Assigned task
The records below need to be copied in full. Match them exactly.

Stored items

__________

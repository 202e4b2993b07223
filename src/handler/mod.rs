//! Request handling modules
//!
//! Routing, the snippet placeholder handlers, and the static file server.

pub mod router;
pub mod snippets;
pub mod static_files;

pub use router::handle_request;
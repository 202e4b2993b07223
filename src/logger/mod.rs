//! Logger module
//!
//! Provides logging utilities for the HTTP server including:
//! - Server lifecycle logging
//! - Access logging (common and combined formats)
//! - Error and warning logging
//! - File-based logging support

mod format;
pub mod writer;

pub use format::AccessLogEntry;

use crate::config::Config;
use std::net::SocketAddr;

/// Initialize the logger with configuration
///
/// Should be called once at application startup.
pub fn init(config: &Config) -> std::io::Result<()> {
    writer::init(
        config.logging.access_log_file.as_deref(),
        config.logging.error_log_file.as_deref(),
    )
}

/// Write to info/access log
fn write_info(message: &str) {
    if writer::is_initialized() {
        writer::get().write_info(message);
    } else {
        println!("{message}");
    }
}

/// Write to error log
fn write_error(message: &str) {
    if writer::is_initialized() {
        writer::get().write_error(message);
    } else {
        eprintln!("{message}");
    }
}

/// Write to access log specifically
fn write_access(message: &str) {
    if writer::is_initialized() {
        writer::get().write_access(message);
    } else {
        println!("{message}");
    }
}

pub fn log_server_start(addr: &SocketAddr, config: &Config) {
    write_info(&format!("Starting server on http://{addr}"));
    write_info(&format!("Log level: {}", config.logging.level));
    write_info(&format!(
        "Serving static files from {} under {}",
        config.static_files.dir, config.static_files.url_prefix
    ));
    if let Some(workers) = config.server.workers {
        write_info(&format!("Worker threads: {workers}"));
    }
    if let Some(ref path) = config.logging.access_log_file {
        write_info(&format!("Access log: {path}"));
    }
    if let Some(ref path) = config.logging.error_log_file {
        write_info(&format!("Error log: {path}"));
    }
}

pub fn log_connection_error(err: &impl std::fmt::Debug) {
    write_error(&format!("[ERROR] Failed to serve connection: {err:?}"));
}

pub fn log_error(message: &str) {
    write_error(&format!("[ERROR] {message}"));
}

pub fn log_warning(message: &str) {
    write_error(&format!("[WARN] {message}"));
}

/// Log formatted access log entry
pub fn log_access(entry: &AccessLogEntry, format: &str) {
    write_access(&entry.format(format));
}
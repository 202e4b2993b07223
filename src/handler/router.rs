//! Request routing dispatch module
//!
//! Entry point for HTTP request processing: builds the request context,
//! selects a handler by path, and emits the access log line.
//!
//! The route table is fixed: `/snippet` and `/snippet/create` match exactly,
//! the static prefix matches by prefix, and everything else lands on the home
//! handler. The home handler replicates catch-all root semantics by rejecting
//! any path other than the literal `/` with 404, so `/snippet/` or
//! `/snippet/create/extra` do not silently match their shorter patterns.

use crate::config::AppState;
use crate::handler::{snippets, static_files};
use crate::http;
use crate::logger::{self, AccessLogEntry};
use http_body_util::Full;
use hyper::body::Bytes;
use hyper::{Method, Request, Response, Version};
use std::convert::Infallible;
use std::net::SocketAddr;
use std::sync::Arc;

/// Request context encapsulating information needed for request processing
pub struct RequestContext<'a> {
    pub path: &'a str,
    pub method: &'a Method,
    pub is_head: bool,
    pub if_none_match: Option<String>,
    pub if_modified_since: Option<String>,
}

/// Main entry point for HTTP request handling
///
/// Generic over the body type because no handler reads the request body.
pub async fn handle_request<B>(
    req: Request<B>,
    state: Arc<AppState>,
    remote_addr: SocketAddr,
) -> Result<Response<Full<Bytes>>, Infallible> {
    let method = req.method();
    let path = req.uri().path();

    let ctx = RequestContext {
        path,
        method,
        is_head: *method == Method::HEAD,
        if_none_match: header_string(&req, "if-none-match"),
        if_modified_since: header_string(&req, "if-modified-since"),
    };

    let mut response = route_request(&ctx, &state).await;

    if let Ok(server) = hyper::header::HeaderValue::from_str(&state.config.http.server_name) {
        response.headers_mut().insert(hyper::header::SERVER, server);
    }

    if state.config.logging.access_log {
        let mut entry = AccessLogEntry::new(
            remote_addr.ip().to_string(),
            method.to_string(),
            path.to_string(),
        );
        entry.http_version = version_str(req.version()).to_string();
        entry.status = response.status().as_u16();
        entry.body_bytes = response
            .headers()
            .get("content-length")
            .and_then(|v| v.to_str().ok())
            .and_then(|s| s.parse().ok())
            .unwrap_or(0);
        entry.referer = header_string(&req, "referer");
        entry.user_agent = header_string(&req, "user-agent");
        logger::log_access(&entry, &state.config.logging.access_log_format);
    }

    Ok(response)
}

/// Route request based on path
pub async fn route_request(
    ctx: &RequestContext<'_>,
    state: &AppState,
) -> Response<Full<Bytes>> {
    let statics = &state.config.static_files;
    let prefix = statics.url_prefix.trim_end_matches('/');

    // Bare prefix redirects to the slashed form, like the original mux
    if ctx.path == prefix {
        return http::build_redirect_response(&format!("{prefix}/"));
    }

    if ctx.path.starts_with(&format!("{prefix}/")) {
        return static_files::serve_directory(ctx, &statics.dir, prefix, &statics.index_files)
            .await;
    }

    match ctx.path {
        "/snippet" => snippets::show_snippet(ctx),
        "/snippet/create" => snippets::create_snippet(ctx),
        // The root registration is a catch-all; home() rejects non-root paths
        _ => snippets::home(ctx),
    }
}

fn header_string<B>(req: &Request<B>, name: &str) -> Option<String> {
    req.headers()
        .get(name)
        .and_then(|v| v.to_str().ok())
        .map(ToString::to_string)
}

fn version_str(version: Version) -> &'static str {
    if version == Version::HTTP_10 {
        "1.0"
    } else if version == Version::HTTP_2 {
        "2"
    } else {
        "1.1"
    }
}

__________

Result
repository 202e4b2993b07223
filename src/handler/mod.rs
//! Request handling modules
//!
//! Routing, the snippet placeholder handlers, and the static file server.

pub mod router;
pub mod snippets;
pub mod static_files;

pub use router::handle_request;
repository 202e4b2993b07223
filename src/logger/mod.rs
//! Logger module
//!
//! Provides logging utilities for the HTTP server including:
//! - Server lifecycle logging
//! - Access logging (common and combined formats)
//! - Error and warning logging
//! - File-based logging support

mod format;
pub mod writer;

pub use format::AccessLogEntry;

use crate::config::Config;
use std::net::SocketAddr;

/// Initialize the logger with configuration
///
/// Should be called once at application startup.
pub fn init(config: &Config) -> std::io::Result<()> {
    writer::init(
        config.logging.access_log_file.as_deref(),
        config.logging.error_log_file.as_deref(),
    )
}

/// Write to info/access log
fn write_info(message: &str) {
    if writer::is_initialized() {
        writer::get().write_info(message);
    } else {
        println!("{message}");
    }
}

/// Write to error log
fn write_error(message: &str) {
    if writer::is_initialized() {
        writer::get().write_error(message);
    } else {
        eprintln!("{message}");
    }
}

/// Write to access log specifically
fn write_access(message: &str) {
    if writer::is_initialized() {
        writer::get().write_access(message);
    } else {
        println!("{message}");
    }
}

pub fn log_server_start(addr: &SocketAddr, config: &Config) {
    write_info(&format!("Starting server on http://{addr}"));
    write_info(&format!("Log level: {}", config.logging.level));
    write_info(&format!(
        "Serving static files from {} under {}",
        config.static_files.dir, config.static_files.url_prefix
    ));
    if let Some(workers) = config.server.workers {
        write_info(&format!("Worker threads: {workers}"));
    }
    if let Some(ref path) = config.logging.access_log_file {
        write_info(&format!("Access log: {path}"));
    }
    if let Some(ref path) = config.logging.error_log_file {
        write_info(&format!("Error log: {path}"));
    }
}

pub fn log_connection_error(err: &impl std::fmt::Debug) {
    write_error(&format!("[ERROR] Failed to serve connection: {err:?}"));
}

pub fn log_error(message: &str) {
    write_error(&format!("[ERROR] {message}"));
}

pub fn log_warning(message: &str) {
    write_error(&format!("[WARN] {message}"));
}

/// Log formatted access log entry
pub fn log_access(entry: &AccessLogEntry, format: &str) {
    write_access(&entry.format(format));
}
repository 202e4b2993b07223
filename src/handler/router.rs
//! Request routing dispatch module
//!
//! Entry point for HTTP request processing: builds the request context,
//! selects a handler by path, and emits the access log line.
//!
//! The route table is fixed: `/snippet` and `/snippet/create` match exactly,
//! the static prefix matches by prefix, and everything else lands on the home
//! handler. The home handler replicates catch-all root semantics by rejecting
//! any path other than the literal `/` with 404, so `/snippet/` or
//! `/snippet/create/extra` do not silently match their shorter patterns.

use crate::config::AppState;
use crate::handler::{snippets, static_files};
use crate::http;
use crate::logger::{self, AccessLogEntry};
use http_body_util::Full;
use hyper::body::Bytes;
use hyper::{Method, Request, Response, Version};
use std::convert::Infallible;
use std::net::SocketAddr;
use std::sync::Arc;

/// Request context encapsulating information needed for request processing
pub struct RequestContext<'a> {
    pub path: &'a str,
    pub method: &'a Method,
    pub is_head: bool,
    pub if_none_match: Option<String>,
    pub if_modified_since: Option<String>,
}

/// Main entry point for HTTP request handling
///
/// Generic over the body type because no handler reads the request body.
pub async fn handle_request<B>(
    req: Request<B>,
    state: Arc<AppState>,
    remote_addr: SocketAddr,
) -> Result<Response<Full<Bytes>>, Infallible> {
    let method = req.method();
    let path = req.uri().path();

    let ctx = RequestContext {
        path,
        method,
        is_head: *method == Method::HEAD,
        if_none_match: header_string(&req, "if-none-match"),
        if_modified_since: header_string(&req, "if-modified-since"),
    };

    let mut response = route_request(&ctx, &state).await;

    if let Ok(server) = hyper::header::HeaderValue::from_str(&state.config.http.server_name) {
        response.headers_mut().insert(hyper::header::SERVER, server);
    }

    if state.config.logging.access_log {
        let mut entry = AccessLogEntry::new(
            remote_addr.ip().to_string(),
            method.to_string(),
            path.to_string(),
        );
        entry.http_version = version_str(req.version()).to_string();
        entry.status = response.status().as_u16();
        entry.body_bytes = response
            .headers()
            .get("content-length")
            .and_then(|v| v.to_str().ok())
            .and_then(|s| s.parse().ok())
            .unwrap_or(0);
        entry.referer = header_string(&req, "referer");
        entry.user_agent = header_string(&req, "user-agent");
        logger::log_access(&entry, &state.config.logging.access_log_format);
    }

    Ok(response)
}

/// Route request based on path
pub async fn route_request(
    ctx: &RequestContext<'_>,
    state: &AppState,
) -> Response<Full<Bytes>> {
    let statics = &state.config.static_files;
    let prefix = statics.url_prefix.trim_end_matches('/');

    // Bare prefix redirects to the slashed form, like the original mux
    if ctx.path == prefix {
        return http::build_redirect_response(&format!("{prefix}/"));
    }

    if ctx.path.starts_with(&format!("{prefix}/")) {
        return static_files::serve_directory(ctx, &statics.dir, prefix, &statics.index_files)
            .await;
    }

    match ctx.path {
        "/snippet" => snippets::show_snippet(ctx),
        "/snippet/create" => snippets::create_snippet(ctx),
        // The root registration is a catch-all; home() rejects non-root paths
        _ => snippets::home(ctx),
    }
}

fn header_string<B>(req: &Request<B>, name: &str) -> Option<String> {
    req.headers()
        .get(name)
        .and_then(|v| v.to_str().ok())
        .map(ToString::to_string)
}

fn version_str(version: Version) -> &'static str {
    if version == Version::HTTP_10 {
        "1.0"
    } else if version == Version::HTTP_2 {
        "2"
    } else {
        "1.1"
    }
}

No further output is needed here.